**INPUT:**

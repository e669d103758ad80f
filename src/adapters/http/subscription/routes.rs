//! Axum router configuration for subscription endpoints.

use axum::{
    routing::{get, post},
    Router,
};

use super::handlers::{
    cancel_subscription, get_plan, get_subscription, handle_webhook, health_check, list_plans,
    list_subscriptions, request_plan_change, SubscriptionAppState,
};

/// Create the subscription API router.
///
/// # Routes
///
/// ## Public
/// - `GET /packages` - List plans
/// - `GET /packages/:plan_id` - Get one plan
///
/// ## User Endpoints (require authentication)
/// - `POST /subscription/:plan_id/checkout` - Change plan or start checkout
/// - `POST /cancel_subscription/:subscription_id` - Cancel a subscription
/// - `GET /subscription` - List the caller's subscriptions
/// - `GET /subscription/:subscription_id` - Get one of the caller's subscriptions
pub fn subscription_routes() -> Router<SubscriptionAppState> {
    Router::new()
        .route("/packages", get(list_plans))
        .route("/packages/:plan_id", get(get_plan))
        .route("/subscription", get(list_subscriptions))
        // One parameter name per segment; `:id` is a subscription id on the
        // GET route and a plan id on the checkout route.
        .route("/subscription/:id", get(get_subscription))
        .route("/subscription/:id/checkout", post(request_plan_change))
        .route(
            "/cancel_subscription/:subscription_id",
            post(cancel_subscription),
        )
}

/// Create the webhook router.
///
/// Separate from the user routes because webhooks carry no user identity;
/// they are authenticated by signature.
pub fn webhook_routes() -> Router<SubscriptionAppState> {
    Router::new().route("/webhook", post(handle_webhook))
}

/// Create the complete service router.
pub fn subscription_router() -> Router<SubscriptionAppState> {
    Router::new()
        .route("/health", get(health_check))
        .merge(subscription_routes())
        .merge(webhook_routes())
}
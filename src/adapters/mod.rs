//! Adapters - Implementations of port interfaces.
//!
//! Adapters connect the domain to external systems:
//! - `http` - axum REST surface
//! - `memory` - in-process ledger, catalog and event log
//! - `postgres` - sqlx-backed ledger, catalog and event log
//! - `stripe` - payment gateway client and webhook verification

pub mod http;
pub mod memory;
pub mod postgres;
pub mod stripe;
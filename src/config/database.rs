//! Ledger database settings.
//!
//! The ledger, plan catalog and webhook log share one PostgreSQL pool. Every
//! plan change holds a user lock across at most one ledger write, so the pool
//! only has to cover concurrent requests, not concurrent users.

use secrecy::{ExposeSecret, SecretString};
use serde::Deserialize;
use sqlx::postgres::{PgPool, PgPoolOptions};
use std::time::Duration;

use super::error::ValidationError;

/// Largest pool the service will open against one database.
const POOL_CEILING: u32 = 100;

/// Connection settings for the ledger database.
///
/// The URL usually embeds credentials, so it is held as a secret and never
/// shows up in `Debug` output or logs.
#[derive(Debug, Clone, Deserialize)]
#[serde(default)]
pub struct DatabaseConfig {
    pub url: SecretString,
    pub min_connections: u32,
    pub max_connections: u32,
    /// Seconds a request may wait for a free connection
    pub acquire_timeout_secs: u64,
    pub idle_timeout_secs: u64,
    pub max_lifetime_secs: u64,
    /// Apply `migrations/` before serving
    pub run_migrations: bool,
}

impl Default for DatabaseConfig {
    fn default() -> Self {
        Self {
            url: SecretString::new(String::new()),
            min_connections: 2,
            max_connections: 20,
            acquire_timeout_secs: 5,
            idle_timeout_secs: 600,
            max_lifetime_secs: 1800,
            run_migrations: false,
        }
    }
}

impl DatabaseConfig {
    pub fn pool_options(&self) -> PgPoolOptions {
        PgPoolOptions::new()
            .min_connections(self.min_connections)
            .max_connections(self.max_connections)
            .acquire_timeout(Duration::from_secs(self.acquire_timeout_secs))
            .idle_timeout(Duration::from_secs(self.idle_timeout_secs))
            .max_lifetime(Duration::from_secs(self.max_lifetime_secs))
    }

    /// Open the shared pool.
    pub async fn connect(&self) -> Result<PgPool, sqlx::Error> {
        self.pool_options().connect(self.url.expose_secret()).await
    }

    pub fn validate(&self) -> Result<(), ValidationError> {
        let url = self.url.expose_secret();
        if url.trim().is_empty() {
            return Err(ValidationError::MissingRequired("DATABASE__URL"));
        }

        match url.split_once("://") {
            Some(("postgres" | "postgresql", rest)) if !rest.is_empty() => {}
            _ => return Err(ValidationError::InvalidDatabaseUrl),
        }

        if self.max_connections > POOL_CEILING {
            return Err(ValidationError::PoolSizeTooLarge);
        }
        if self.max_connections == 0 || self.min_connections > self.max_connections {
            return Err(ValidationError::InvalidPoolSize);
        }
        Ok(())
    }
}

**WORK REQUEST:**
Please write out the records from above, keeping every line exact.

**WRITTEN ANSWER:**
repository e669d103758ad80f
filename src/adapters/http/subscription/routes.rs
//! Axum router configuration for subscription endpoints.

use axum::{
    routing::{get, post},
    Router,
};

use super::handlers::{
    cancel_subscription, get_plan, get_subscription, handle_webhook, health_check, list_plans,
    list_subscriptions, request_plan_change, SubscriptionAppState,
};

/// Create the subscription API router.
///
/// # Routes
///
/// ## Public
/// - `GET /packages` - List plans
/// - `GET /packages/:plan_id` - Get one plan
///
/// ## User Endpoints (require authentication)
/// - `POST /subscription/:plan_id/checkout` - Change plan or start checkout
/// - `POST /cancel_subscription/:subscription_id` - Cancel a subscription
/// - `GET /subscription` - List the caller's subscriptions
/// - `GET /subscription/:subscription_id` - Get one of the caller's subscriptions
pub fn subscription_routes() -> Router<SubscriptionAppState> {
    Router::new()
        .route("/packages", get(list_plans))
        .route("/packages/:plan_id", get(get_plan))
        .route("/subscription", get(list_subscriptions))
        // One parameter name per segment; `:id` is a subscription id on the
        // GET route and a plan id on the checkout route.
        .route("/subscription/:id", get(get_subscription))
        .route("/subscription/:id/checkout", post(request_plan_change))
        .route(
            "/cancel_subscription/:subscription_id",
            post(cancel_subscription),
        )
}

/// Create the webhook router.
///
/// Separate from the user routes because webhooks carry no user identity;
/// they are authenticated by signature.
pub fn webhook_routes() -> Router<SubscriptionAppState> {
    Router::new().route("/webhook", post(handle_webhook))
}

/// Create the complete service router.
pub fn subscription_router() -> Router<SubscriptionAppState> {
    Router::new()
        .route("/health", get(health_check))
        .merge(subscription_routes())
        .merge(webhook_routes())
}
filename src/adapters/mod.rs
//! Adapters - Implementations of port interfaces.
//!
//! Adapters connect the domain to external systems:
//! - `http` - axum REST surface
//! - `memory` - in-process ledger, catalog and event log
//! - `postgres` - sqlx-backed ledger, catalog and event log
//! - `stripe` - payment gateway client and webhook verification

pub mod http;
pub mod memory;
pub mod postgres;
pub mod stripe;
filename src/config/database.rs
//! Ledger database settings.
//!
//! The ledger, plan catalog and webhook log share one PostgreSQL pool. Every
//! plan change holds a user lock across at most one ledger write, so the pool
//! only has to cover concurrent requests, not concurrent users.

use secrecy::{ExposeSecret, SecretString};
use serde::Deserialize;
use sqlx::postgres::{PgPool, PgPoolOptions};
use std::time::Duration;

use super::error::ValidationError;

/// Largest pool the service will open against one database.
const POOL_CEILING: u32 = 100;

/// Connection settings for the ledger database.
///
/// The URL usually embeds credentials, so it is held as a secret and never
/// shows up in `Debug` output or logs.
#[derive(Debug, Clone, Deserialize)]
#[serde(default)]
pub struct DatabaseConfig {
    pub url: SecretString,
    pub min_connections: u32,
    pub max_connections: u32,
    /// Seconds a request may wait for a free connection
    pub acquire_timeout_secs: u64,
    pub idle_timeout_secs: u64,
    pub max_lifetime_secs: u64,
    /// Apply `migrations/` before serving
    pub run_migrations: bool,
}

impl Default for DatabaseConfig {
    fn default() -> Self {
        Self {
            url: SecretString::new(String::new()),
            min_connections: 2,
            max_connections: 20,
            acquire_timeout_secs: 5,
            idle_timeout_secs: 600,
            max_lifetime_secs: 1800,
            run_migrations: false,
        }
    }
}

impl DatabaseConfig {
    pub fn pool_options(&self) -> PgPoolOptions {
        PgPoolOptions::new()
            .min_connections(self.min_connections)
            .max_connections(self.max_connections)
            .acquire_timeout(Duration::from_secs(self.acquire_timeout_secs))
            .idle_timeout(Duration::from_secs(self.idle_timeout_secs))
            .max_lifetime(Duration::from_secs(self.max_lifetime_secs))
    }

    /// Open the shared pool.
    pub async fn connect(&self) -> Result<PgPool, sqlx::Error> {
        self.pool_options().connect(self.url.expose_secret()).await
    }

    pub fn validate(&self) -> Result<(), ValidationError> {
        let url = self.url.expose_secret();
        if url.trim().is_empty() {
            return Err(ValidationError::MissingRequired("DATABASE__URL"));
        }

        match url.split_once("://") {
            Some(("postgres" | "postgresql", rest)) if !rest.is_empty() => {}
            _ => return Err(ValidationError::InvalidDatabaseUrl),
        }

        if self.max_connections > POOL_CEILING {
            return Err(ValidationError::PoolSizeTooLarge);
        }
        if self.max_connections == 0 || self.min_connections > self.max_connections {
            return Err(ValidationError::InvalidPoolSize);
        }
        Ok(())
    }
}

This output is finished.